One of the largest construction sites is adjacent to Blackfriars Bridge, near to where the culverted River Fleet flows into the Thames. The map marker pin has been located here, where a drop shaft will take the Fleet flow down to the new sewer.

The project is being managed by Bazalgette Tunnel Limited (BTL), a consortium whose name is a refrence back to the original creator of London’s sewer network. The project has an estimated cost of £4.1 Billion and is scheduled for completion in 2025.


----------



## BikinGlynn (Sep 6, 2022)

Thats a really cool explore, id like to know more about how u did this one?


----------



## Hayman (Sep 7, 2022)

It doesn't look very derelict to me! Give it fifty years . . .


----------



## callumcrom00 (Sep 7, 2022)

Hayman said:


> It doesn't look very derelict to me! Give it fifty years . . .


Yeah it's not derelict but it still comes under urbex. We had to scale down the 50 metre shaft to get in.


----------



## HistoryBuff (Sep 7, 2022)

callumcrom00 said:


> Yeah it's not derelict but it still comes under urbex. We had to scale down the 50 metre shaft to get in.


That's pretty amazing! Awesome explore.


----------



## HughieD (Sep 7, 2022)

callumcrom00 said:


> Yeah it's not derelict but it still comes under urbex. We had to scale down the 50 metre shaft to get in.


Respect! Cool report...


----------



## Hayman (Sep 8, 2022)

callumcrom00 said:


> Yeah it's not derelict but it still comes under urbex. We had to scale down the 50 metre shaft to get in.

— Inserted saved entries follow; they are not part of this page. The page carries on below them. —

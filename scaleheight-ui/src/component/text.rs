use crate::{font, theme::Theme};
use iced::advanced::text::Shaping;
use std::fmt::Display;

pub const H2_SIZE: u16 = 29;
pub const H3_SIZE: u16 = 24;
pub const P1_SIZE: u16 = 16;
pub const P2_SIZE: u16 = 14;
pub const CAPTION_SIZE: u16 = 12;

pub fn h2<'a>(content: impl Display) -> iced::widget::Text<'a, Theme> {
    iced::widget::text!("{}", content)
        .shaping(Shaping::Advanced)
        .font(font::BOLD)
        .size(H2_SIZE)
}

pub fn h3<'a>(content: impl Display) -> iced::widget::Text<'a, Theme> {
    iced::widget::text!("{}", content)
        .shaping(Shaping::Advanced)
        .font(font::BOLD)
        .size(H3_SIZE)
}

pub fn p1_bold<'a>(content: impl Display) -> iced::widget::Text<'a, Theme> {
    iced::widget::text!("{}", content)
        .shaping(Shaping::Advanced)
        .font(font::BOLD)
        .size(P1_SIZE)
}

pub fn p1_medium<'a>(content: impl Display) -> iced::widget::Text<'a, Theme> {
    iced::widget::text!("{}", content)
        .shaping(Shaping::Advanced)
        .font(font::MEDIUM)
        .size(P1_SIZE)
}

pub fn p1_regular<'a>(content: impl Display) -> iced::widget::Text<'a, Theme> {
    iced::widget::text!("{}", content)
        .shaping(Shaping::Advanced)
        .font(font::REGULAR)
        .size(P1_SIZE)
}

pub fn p2_regular<'a>(content: impl Display) -> iced::widget::Text<'a, Theme> {
    iced::widget::text!("{}", content)
        .shaping(Shaping::Advanced)
        .font(font::REGULAR)
        .size(P2_SIZE)
}

pub fn caption<'a>(content: impl Display) -> iced::widget::Text<'a, Theme> {
    iced::widget::text!("{}", content)
        .shaping(Shaping::Advanced)
        .font(font::REGULAR)
        .size(CAPTION_SIZE)
}

pub fn text<'a>(content: impl Display) -> iced::widget::Text<'a, Theme> {
    p1_regular(content)
}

Well done. How easy was the entry? These days it's either CCTV or everything is locked up or high spikey fencing.


----------



## Jondoe-264 (Dec 22, 2022)

This _should_ be right up my street. I _should_ be fawning over it as the next phase of evolution of London's Main Drainage network. As an engineering project alone I _should_ find it inspiring. Yet I struggle to even feign interest in it. The explore on the other hand, I tip my hat to you, kudos due for sure; no doubt a buzz and a half! I just find the tunnel itself a little soulless. Maybe I'll give 150 years.


----------



## night crawler (Dec 23, 2022)

Awesome, take my hat off to you guys.


----------



## callumcrom00 (Dec 23, 2022)

night crawler said:


> Awesome, take my hat off to you guys.


Cheers mate


----------



## Hayman (Dec 23, 2022)

Jondoe-264 said:


> This _should_ be right up my street. I _should_ be fawning over it as the next phase of evolution of London's Main Drainage network. As an engineering project alone I _should_ find it inspiring. Yet I struggle to even feign interest in it. The explore on the other hand, I tip my hat to you, kudos due for sure; no doubt a buzz and a half! I just find the tunnel itself a little soulless. Maybe I'll give 150 years.

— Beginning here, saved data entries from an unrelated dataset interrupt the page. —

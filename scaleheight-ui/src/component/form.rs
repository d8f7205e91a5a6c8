use iced::Length;

use crate::{color, component::text, theme, widget::*};

/// A text input with, below it, the error message of the last validation if any.
pub struct Form<'a, Message> {
    input: TextInput<'a, Message>,
    warning: Option<&'a str>,
}

impl<'a, Message: 'a> Form<'a, Message>
where
    Message: Clone,
{
    /// Creates a new [`Form`].
    ///
    /// It expects:
    /// - a placeholder
    /// - the current value
    /// - a function that produces a message when the [`Form`] changes
    pub fn new<F>(placeholder: &str, value: &str, on_change: F) -> Self
    where
        F: 'a + Fn(String) -> Message,
    {
        Self {
            input: TextInput::new(placeholder, value).on_input(on_change),
            warning: None,
        }
    }

    /// Creates a new [`Form`] that has a disabled input.
    pub fn new_disabled(placeholder: &str, value: &str) -> Self {
        Self {
            input: TextInput::new(placeholder, value),
            warning: None,
        }
    }

    /// Hides the typed characters.
    pub fn secure(mut self) -> Self {
        self.input = self.input.secure(true);
        self
    }

    /// Sets the message produced when the user presses enter in the input.
    pub fn on_submit(mut self, message: Message) -> Self {
        self.input = self.input.on_submit(message);
        self
    }

    /// Sets the [`Form`] with a warning message, the input is then displayed as invalid.
    pub fn maybe_warning(mut self, warning: Option<&'a str>) -> Self {
        self.warning = warning;
        self
    }

    /// Sets the padding of the [`Form`].
    pub fn padding(mut self, units: u16) -> Self {
        self.input = self.input.padding(units);
        self
    }
}

impl<'a, Message: 'a + Clone> From<Form<'a, Message>> for Element<'a, Message> {
    fn from(form: Form<'a, Message>) -> Element<'a, Message> {
        let invalid = form.warning.is_some();
        Container::new(
            Column::new()
                .push(if invalid {
                    form.input.style(theme::text_input::invalid)
                } else {
                    form.input
                })
                .push_maybe(
                    form.warning
                        .map(|message| text::caption(message).color(color::RED)),
                )
                .width(Length::Fill)
                .spacing(5),
        )
        .width(Length::Fill)
        .into()
    }
}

Marc and Isambard Brunel would be marvelling at how tunnelling is done today.


----------



## callumcrom00 (Dec 23, 2022)

Hayman said:


> Well done. How easy was the entry? These days it's either CCTV or everything is locked up or high spikey fencing.

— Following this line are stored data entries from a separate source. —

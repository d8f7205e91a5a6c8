use std::{path::Path, str::FromStr};

use serde::{de, Deserialize, Deserializer, Serialize, Serializer};
use url::Url;

pub const CONFIG_FILE_NAME: &str = "config.toml";

pub const DEFAULT_ENDPOINT_URL: &str = "https://script.google.com/macros/s/AKfycbxi4ixomXSmEGQFeix3vjJHNwkl-ZMMib5T77y0A9QtcLw2-5l1VPWZknrcFJX1tt90Zw/exec";
pub const DEFAULT_DASHBOARD_URL: &str = "https://sites.google.com/view/scaleheight/dashboard";

fn deserialize_fromstr<'de, D, T>(deserializer: D) -> Result<T, D::Error>
where
    D: Deserializer<'de>,
    T: FromStr,
    <T as FromStr>::Err: std::fmt::Display,
{
    let string = String::deserialize(deserializer)?;
    T::from_str(&string)
        .map_err(|e| de::Error::custom(format!("Error parsing '{}': '{}'", string, e)))
}

pub fn serialize_to_string<T: std::fmt::Display, S: Serializer>(
    field: T,
    s: S,
) -> Result<S::Ok, S::Error> {
    s.serialize_str(&field.to_string())
}

fn default_loglevel() -> log::LevelFilter {
    log::LevelFilter::Info
}

fn default_endpoint_url() -> Url {
    Url::parse(DEFAULT_ENDPOINT_URL).expect("Valid static url")
}

fn default_dashboard_url() -> Url {
    Url::parse(DEFAULT_DASHBOARD_URL).expect("Valid static url")
}

/// A label and the value the user may want to copy, ie a bank account number.
#[derive(Debug, Clone, PartialEq, Eq, Deserialize, Serialize)]
pub struct PackageDetail {
    pub label: String,
    pub value: String,
}

/// What the package popup displays.
#[derive(Debug, Clone, PartialEq, Eq, Deserialize, Serialize)]
pub struct PackageConfig {
    pub title: String,
    pub description: String,
    #[serde(default)]
    pub details: Vec<PackageDetail>,
}

impl Default for PackageConfig {
    fn default() -> Self {
        Self {
            title: "ScaleHeight package".to_string(),
            description: "Contact us to receive the coupon code required to create your account."
                .to_string(),
            details: Vec::new(),
        }
    }
}

#[derive(Debug, Clone, PartialEq, Deserialize, Serialize)]
pub struct Config {
    /// The endpoint receiving the coupon validation and registration requests
    #[serde(default = "default_endpoint_url")]
    pub endpoint_url: Url,
    /// Where the user is sent once registered
    #[serde(default = "default_dashboard_url")]
    pub dashboard_url: Url,
    /// What messages to log
    #[serde(
        deserialize_with = "deserialize_fromstr",
        serialize_with = "serialize_to_string",
        default = "default_loglevel"
    )]
    pub log_level: log::LevelFilter,
    #[serde(default)]
    pub package: PackageConfig,
}

impl Default for Config {
    fn default() -> Self {
        Self {
            endpoint_url: default_endpoint_url(),
            dashboard_url: default_dashboard_url(),
            log_level: default_loglevel(),
            package: PackageConfig::default(),
        }
    }
}

#[derive(PartialEq, Eq, Debug)]
pub enum ConfigError {
    FileNotFound,
    ReadingFile(String),
}

impl std::fmt::Display for ConfigError {
    fn fmt(&self, f: &mut std::fmt::Formatter) -> std::fmt::Result {
        match &self {
            Self::FileNotFound => write!(f, "Could not locate the configuration file."),
            Self::ReadingFile(e) => write!(f, "Failed to read configuration file: {}", e),
        }
    }
}

impl From<std::io::Error> for ConfigError {
    fn from(e: std::io::Error) -> Self {
        match e.kind() {
            std::io::ErrorKind::NotFound => Self::FileNotFound,
            _ => Self::ReadingFile(e.to_string()),
        }
    }
}

impl std::error::Error for ConfigError {}

impl Config {
    pub fn from_file(path: &Path) -> Result<Self, ConfigError> {
        let content = std::fs::read_to_string(path)?;
        toml::from_str(&content).map_err(|e| ConfigError::ReadingFile(e.to_string()))
    }

    /// Same as [`Config::from_file`] but a missing file means the default configuration.
    pub fn from_file_or_default(path: &Path) -> Result<Self, ConfigError> {
        match Self::from_file(path) {
            Err(ConfigError::FileNotFound) => {
                tracing::info!(
                    "No configuration file at {}, using defaults",
                    path.display()
                );
                Ok(Self::default())
            }
            res => res,
        }
    }
}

Cheers mate  entry was not easy after a few failed attempts due to on site security, cctv on every corner and 20ft fences we found a weak point and went for it.


----------



## Roderick (Dec 25, 2022)

Bloody brilliant, did you have to SRT up 50m to get out too? Genuinely stunning pics of London's Cloaca Maxima and I thought only the romans could build things that size. Thanks so much for sharing, it quite made my Christmas eve as I somehow missed it when you first posted it!


----------